Apart from the internal coherence of the system, where is the fundamental
justification for the cancellation of debts during the seventh year? The case of land is
clear. Yahweh creates the land; therefore, Yahweh remains its owner in perpetuity. But
who creates money? Unless other textual evidence is brought forward, there is only one
expression that clarifies the issue. The expression comes from Lk 20:24-25, in which
Jesus, upon being shown a denarius, asked: “Whose portrait and inscription are on it?”
“Caesar's," they replied. He said to them, "Then give to Caesar what is Caesar's.” This is
who Jesus understood to be the intermediate owner of money: Caesar; the government.
But wait.
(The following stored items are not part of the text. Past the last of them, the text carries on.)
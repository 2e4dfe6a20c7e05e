use futures::FutureExt as _;
use futures::future::BoxFuture;
use serde::{Serialize, de::DeserializeOwned};
use std::future::Future;
use std::marker::PhantomData;
use std::sync::Arc;

use crate::context::RefreshContext;
use crate::error::CacheError;
use crate::payload::Payload;
use crate::store::Computed;
use crate::swr::SwrCache;
use crate::utils::build_cache_key;

/// Typed cache over a [`SwrCache`].
///
/// Values are stored as JSON inside the payload envelope. Each cache is
/// isolated by a namespace string, so one store can back many `Cache<V>`
/// instances with different value types.
pub struct Cache<V> {
    namespace: String,
    swr_cache: SwrCache,
    _marker: PhantomData<fn() -> V>,
}

impl<V> Clone for Cache<V> {
    fn clone(&self) -> Self {
        Cache {
            namespace: self.namespace.clone(),
            swr_cache: self.swr_cache.clone(),
            _marker: PhantomData,
        }
    }
}

impl<V> Cache<V>
where
    V: Serialize + DeserializeOwned + Send + Sync + 'static,
{
    /// Create a typed cache on top of `swr_cache`.
    ///
    /// Use [`crate::CacheBuilder`] to get the options validated against the store.
    pub fn new(namespace: &str, swr_cache: SwrCache) -> Self {
        Cache {
            namespace: namespace.to_string(),
            swr_cache,
            _marker: PhantomData,
        }
    }

    pub fn namespace(&self) -> &str {
        &self.namespace
    }

    /// The untyped cache underneath.
    pub fn swr_cache(&self) -> &SwrCache {
        &self.swr_cache
    }

    fn cache_key(&self, key: &str) -> String {
        build_cache_key(&self.namespace, key)
    }

    /// Return the cached value.
    ///
    /// Returns `None` for cache misses and for values that no longer
    /// deserialize as `V`.
    pub async fn get(&self, key: &str) -> Result<Option<V>, CacheError> {
        let Some(payload) = self.swr_cache.get(&self.cache_key(key)).await? else {
            return Ok(None);
        };

        match serde_json::from_slice(&payload.value) {
            Ok(value) => Ok(Some(value)),
            Err(e) => {
                tracing::debug!(
                    "Ignoring undecodable value: namespace={}, key={}, error={}",
                    self.namespace,
                    key,
                    e
                );
                Ok(None)
            }
        }
    }

    /// Set the value in the cache.
    pub async fn set(&self, key: &str, value: &V) -> Result<(), CacheError> {
        let payload = Payload::new(serde_json::to_vec(value)?);
        self.swr_cache.set(&self.cache_key(key), payload).await
    }

    /// Remove the key from the cache.
    pub async fn remove(&self, key: &str) -> Result<(), CacheError> {
        self.swr_cache.remove(&[self.cache_key(key).as_str()]).await
    }

    /// Stale-while-revalidate: get the cached value or compute it.
    ///
    /// - If the value is fresh, return it immediately
    /// - If the value is stale, return it and recompute in the background
    /// - If the value is missing, compute it; concurrent callers share the result
    ///
    /// A cached value that no longer deserializes (e.g. after `V` changed
    /// shape) is recomputed once in the foreground.
    ///
    /// # Arguments
    /// * `key` - The cache key (without namespace)
    /// * `compute` - Called with the key; return [`Computed::NoCache`] to skip storing
    ///
    /// # Example
    /// ```ignore
    /// let user = cache.swr("user:123", |key, _ctx| async move {
    ///     db.get_user(&key).await.map(Computed::Cache).ok_or(CacheError::NotFound)
    /// }).await?;
    /// ```
    pub async fn swr<F, Fut>(&self, key: &str, compute: F) -> Result<V, CacheError>
    where
        F: Fn(String, RefreshContext) -> Fut + Send + Sync + 'static,
        Fut: Future<Output = Result<Computed<V>, CacheError>> + Send + 'static,
    {
        let cache_key = self.cache_key(key);
        let compute = Arc::new(compute);

        let payload = self
            .swr_cache
            .swr(&cache_key, payload_fn::<V, _, _>(key, compute.clone()))
            .await?;

        match serde_json::from_slice(&payload.value) {
            Ok(value) => Ok(value),
            Err(e) => {
                tracing::warn!(
                    "Cached value does not decode, recomputing: namespace={}, key={}, error={}",
                    self.namespace,
                    key,
                    e
                );
                let payload = self
                    .swr_cache
                    .refresh(&cache_key, payload_fn::<V, _, _>(key, compute))
                    .await?;
                Ok(serde_json::from_slice(&payload.value)?)
            }
        }
    }
}

/// Adapt a typed computation to the payload-level one the orchestrator runs.
fn payload_fn<V, F, Fut>(
    key: &str,
    compute: Arc<F>,
) -> impl FnOnce(RefreshContext) -> BoxFuture<'static, Result<Computed<Payload>, CacheError>>
+ Send
+ 'static
where
    V: Serialize + Send + 'static,
    F: Fn(String, RefreshContext) -> Fut + Send + Sync + 'static,
    Fut: Future<Output = Result<Computed<V>, CacheError>> + Send + 'static,
{
    let key = key.to_string();
    move |ctx| {
        async move {
            let computed = compute(key, ctx).await?;
            computed.try_map(|value| -> Result<Payload, CacheError> {
                Ok(Payload::new(serde_json::to_vec(&value)?))
            })
        }
        .boxed()
    }
}

#[cfg(test)]
mod tests {
    use super::*;
    use crate::payload::encode;
    use crate::store::Store;
    use crate::stores::memory::{MemoryStore, MemoryStoreConfig};
    use crate::swr::SwrOptions;
    use std::sync::atomic::{AtomicUsize, Ordering};
    use std::time::Duration;

    fn swr_cache() -> SwrCache {
        let store: Arc<dyn Store> = Arc::new(MemoryStore::new(MemoryStoreConfig::default()));
        SwrCache::new(store, SwrOptions::default())
    }

    #[tokio::test]
    async fn test_cache_basic_operations() {
        let swr_cache = swr_cache();
        let users_cache: Cache<String> = Cache::new("users", swr_cache.clone());
        let sessions_cache: Cache<String> = Cache::new("sessions", swr_cache);

        // Set and get
        users_cache
            .set("user:1", &"Alice".to_string())
            .await
            .unwrap();

        let result = users_cache.get("user:1").await.unwrap();
        assert_eq!(result, Some("Alice".to_string()));

        // Different namespace should not find it
        let result = sessions_cache.get("user:1").await.unwrap();
        assert!(result.is_none());

        // Remove
        users_cache.remove("user:1").await.unwrap();
        let result = users_cache.get("user:1").await.unwrap();
        assert!(result.is_none());
    }

    #[tokio::test]
    async fn test_cache_swr() {
        let cache: Cache<String> = Cache::new("users", swr_cache());

        let call_count = Arc::new(AtomicUsize::new(0));
        let call_count_clone = call_count.clone();

        // First call - cache miss
        let result = cache
            .swr("user:1", move |key, _ctx| {
                let count = call_count_clone.clone();
                async move {
                    // Verify we receive the key without namespace
                    assert_eq!(key, "user:1");
                    count.fetch_add(1, Ordering::SeqCst);
                    Ok(Computed::Cache("Bob".to_string()))
                }
            })
            .await
            .unwrap();

        assert_eq!(result, "Bob");
        assert_eq!(call_count.load(Ordering::SeqCst), 1);

        // Wait for the write-back
        tokio::time::sleep(Duration::from_millis(50)).await;

        // Second call - cache hit
        let call_count_clone = call_count.clone();
        let result = cache
            .swr("user:1", move |_key, _ctx| {
                let count = call_count_clone.clone();
                async move {
                    count.fetch_add(1, Ordering::SeqCst);
                    Ok(Computed::Cache("Should not be called".to_string()))
                }
            })
            .await
            .unwrap();

        assert_eq!(result, "Bob");
        assert_eq!(call_count.load(Ordering::SeqCst), 1);
    }

    #[tokio::test]
    async fn test_cache_swr_no_cache_is_not_stored() {
        let cache: Cache<u32> = Cache::new("counters", swr_cache());

        let result = cache
            .swr("c", |_key, _ctx| async { Ok(Computed::NoCache(7)) })
            .await
            .unwrap();
        assert_eq!(result, 7);

        tokio::time::sleep(Duration::from_millis(50)).await;
        assert!(cache.get("c").await.unwrap().is_none());
    }

    #[tokio::test]
    async fn test_cache_swr_not_found() {
        let cache: Cache<String> = Cache::new("users", swr_cache());

        let result = cache
            .swr("missing", |_key, _ctx| async { Err(CacheError::NotFound) })
            .await;
        assert_eq!(result, Err(CacheError::NotFound));
    }

    #[tokio::test]
    async fn test_cache_swr_recovers_from_undecodable_value() {
        let swr_cache = swr_cache();
        let cache: Cache<u64> = Cache::new("numbers", swr_cache.clone());

        // A fresh payload whose value is not a u64.
        let mut payload = Payload::new(&b"\"not a number\""[..]);
        payload.fresh_for(Duration::from_secs(60));
        swr_cache
            .store()
            .set("numbers::n", encode(&payload).unwrap(), Duration::from_secs(300))
            .await
            .unwrap();
        assert!(cache.get("n").await.unwrap().is_none());

        let calls = Arc::new(AtomicUsize::new(0));
        let counter = calls.clone();
        let result = cache
            .swr("n", move |_key, _ctx| {
                counter.fetch_add(1, Ordering::SeqCst);
                async { Ok(Computed::Cache(42)) }
            })
            .await
            .unwrap();

        assert_eq!(result, 42);
        assert_eq!(calls.load(Ordering::SeqCst), 1);

        tokio::time::sleep(Duration::from_millis(50)).await;
        assert_eq!(cache.get("n").await.unwrap(), Some(42));
    }
}
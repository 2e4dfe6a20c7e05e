use serde::{Deserialize, Serialize};
use std::fmt::Display;

/// Error type for cache operations.
///
/// Errors are `Clone` because every caller that joined a coalesced computation
/// receives its own copy of the single result. They serialize with their
/// variant as an explicit tag, so a sentinel read back from a remote lock
/// record compares equal to the one that was written.
#[derive(Debug, Clone, PartialEq, Eq, thiserror::Error, Serialize, Deserialize)]
pub enum CacheError {
    /// No usable value exists for the key.
    #[error("not found")]
    NotFound,
    /// A bounded wait expired, either on the computation or on a distributed lock.
    #[error("deadline exceeded")]
    DeadlineExceeded,
    /// The operation was abandoned because its owner went away.
    #[error("cancelled")]
    Cancelled,
    /// A cache operation failed.
    #[error("[{tier}] cache error for key '{key}': {message}")]
    Operation {
        tier: String,
        key: String,
        message: String,
    },
    /// Serialization or deserialization failed.
    #[error("Serialization error: {0}")]
    Serialization(String),
    /// The supplied computation failed.
    #[error("computation failed: {0}")]
    Computation(String),
    /// The cache was configured with values that cannot work together.
    #[error("invalid configuration: {0}")]
    Config(String),
}

impl CacheError {
    /// Create a new operation error.
    pub fn operation(
        tier: impl Into<String>,
        key: impl Into<String>,
        message: impl Into<String>,
    ) -> Self {
        CacheError::Operation {
            tier: tier.into(),
            key: key.into(),
            message: message.into(),
        }
    }

    /// Wrap a domain error raised by a computation.
    pub fn computation(err: impl Display) -> Self {
        CacheError::Computation(err.to_string())
    }

    /// Returns `true` for the "nothing cached" sentinel.
    pub fn is_not_found(&self) -> bool {
        matches!(self, CacheError::NotFound)
    }
}

impl From<serde_json::Error> for CacheError {
    fn from(err: serde_json::Error) -> Self {
        CacheError::Serialization(err.to_string())
    }
}

impl From<rmp_serde::encode::Error> for CacheError {
    fn from(err: rmp_serde::encode::Error) -> Self {
        CacheError::Serialization(format!("Serialization failed: {}", err))
    }
}

impl From<rmp_serde::decode::Error> for CacheError {
    fn from(err: rmp_serde::decode::Error) -> Self {
        CacheError::Serialization(format!("Deserialization failed: {}", err))
    }
}
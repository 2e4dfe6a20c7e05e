use async_trait::async_trait;
use bytes::Bytes;
use moka::Expiry;
use moka::future::Cache;
use std::time::{Duration, Instant};

use crate::error::CacheError;
use crate::group::Group;
use crate::store::{Computed, Fetched, RaceFn, Store};

/// Configuration for MemoryStore.
#[derive(Debug, Clone)]
pub struct MemoryStoreConfig {
    /// Maximum total size in bytes (keys plus values) the cache can hold.
    pub max_capacity: u64,

    /// Upper bound for every entry's TTL. Entries written with a longer TTL,
    /// or with no expiry at all, are clamped to this value.
    /// `None` leaves TTLs untouched.
    pub max_ttl: Option<Duration>,
}

impl Default for MemoryStoreConfig {
    fn default() -> Self {
        MemoryStoreConfig {
            max_capacity: 64 << 20,
            max_ttl: None,
        }
    }
}

/// An item saved in the moka cache.
#[derive(Clone, Debug)]
struct MemoryItem {
    value: Bytes,
    /// When to evict this item, `None` for never.
    deadline: Option<Instant>,
}

impl MemoryItem {
    fn remaining(&self, now: Instant) -> Option<Duration> {
        self.deadline
            .map(|deadline| deadline.saturating_duration_since(now))
    }

    fn is_expired(&self, now: Instant) -> bool {
        self.deadline.is_some_and(|deadline| deadline <= now)
    }
}

/// Expires every [`MemoryItem`] at its own deadline.
struct ItemExpiration;

impl Expiry<String, MemoryItem> for ItemExpiration {
    fn expire_after_create(
        &self,
        _key: &String,
        value: &MemoryItem,
        current_time: Instant,
    ) -> Option<Duration> {
        value.remaining(current_time)
    }

    fn expire_after_update(
        &self,
        _key: &String,
        value: &MemoryItem,
        current_time: Instant,
        _current_duration: Option<Duration>,
    ) -> Option<Duration> {
        value.remaining(current_time)
    }
}

/// In-process store backed by Moka.
///
/// MemoryStore provides:
/// - Lock-free concurrent access for reads and writes
/// - Size-bounded eviction, weighted by entry byte size
/// - Per-entry TTLs, so `fetch` can report the remaining lifetime
/// - Process-local request coalescing for `race`
pub struct MemoryStore {
    cache: Cache<String, MemoryItem>,
    max_ttl: Option<Duration>,
    group: Group,
}

impl MemoryStore {
    /// Create a new MemoryStore with the given configuration.
    ///
    /// # Example
    /// ```ignore
    /// let store = MemoryStore::new(MemoryStoreConfig {
    ///     max_capacity: 10 << 20,
    ///     max_ttl: Some(Duration::from_secs(60)),
    /// });
    /// ```
    pub fn new(config: MemoryStoreConfig) -> Self {
        let cache = Cache::builder()
            .max_capacity(config.max_capacity)
            .weigher(|key: &String, item: &MemoryItem| {
                u32::try_from(key.len() + item.value.len()).unwrap_or(u32::MAX)
            })
            .expire_after(ItemExpiration)
            .build();

        MemoryStore {
            cache,
            max_ttl: config.max_ttl,
            group: Group::new(),
        }
    }

    /// Get cache statistics (for monitoring/debugging).
    pub fn stats(&self) -> (u64, u64) {
        let entry_count = self.cache.entry_count();
        let weighted_size = self.cache.weighted_size();
        (entry_count, weighted_size)
    }

    /// Clamp `ttl` to the configured maximum. Zero means "no expiry".
    fn effective_ttl(&self, ttl: Duration) -> Option<Duration> {
        match (ttl.is_zero(), self.max_ttl) {
            (true, max_ttl) => max_ttl,
            (false, Some(max_ttl)) => Some(ttl.min(max_ttl)),
            (false, None) => Some(ttl),
        }
    }

    async fn item(&self, key: &str) -> Option<MemoryItem> {
        let item = self.cache.get(key).await?;
        if item.is_expired(Instant::now()) {
            self.cache.invalidate(key).await;
            return None;
        }
        Some(item)
    }
}

#[async_trait]
impl Store for MemoryStore {
    fn name(&self) -> &'static str {
        "memory"
    }

    async fn get(&self, key: &str) -> Result<Option<Bytes>, CacheError> {
        Ok(self.item(key).await.map(|item| item.value))
    }

    async fn fetch(&self, key: &str) -> Result<Option<Fetched>, CacheError> {
        Ok(self.item(key).await.map(|item| Fetched {
            ttl: item.remaining(Instant::now()),
            value: item.value,
        }))
    }

    async fn set(&self, key: &str, value: Bytes, ttl: Duration) -> Result<(), CacheError> {
        let deadline = self
            .effective_ttl(ttl)
            .map(|ttl| Instant::now() + ttl);

        // Moka handles eviction automatically based on capacity
        self.cache
            .insert(key.to_string(), MemoryItem { value, deadline })
            .await;

        Ok(())
    }

    async fn del(&self, keys: &[&str]) -> Result<(), CacheError> {
        for key in keys {
            self.cache.invalidate(*key).await;
        }

        Ok(())
    }

    async fn clear(&self) -> Result<(), CacheError> {
        self.cache.invalidate_all();
        Ok(())
    }

    async fn close(&self) -> Result<(), CacheError> {
        self.cache.invalidate_all();
        self.cache.run_pending_tasks().await;
        Ok(())
    }

    async fn race(
        &self,
        key: &str,
        compute: RaceFn,
        _wait_for: Duration,
    ) -> Result<Computed, CacheError> {
        self.group.race(key, compute).await
    }
}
Who is the King in the Jewish tradition? What is the government? The
King is anointed by Yahweh. The King and the government are representatives of
Yahweh. The money, then, is as much a good that comes from Yahweh as the land. (And
this, incidentally, is the foundational reason for the institution of the tithe [see Gn 14:20;
Lev 27:30; and Deut 14:22]. The tithe is similar to the first fruit that in Greece or Rome
and other ancient societies, and in Bali today, is given to the gods).
Thus the Jubilee/Sabbatical concerning money, the remission of all debts every
seventh year, makes as much sense as the restitution of the land to the original possessor.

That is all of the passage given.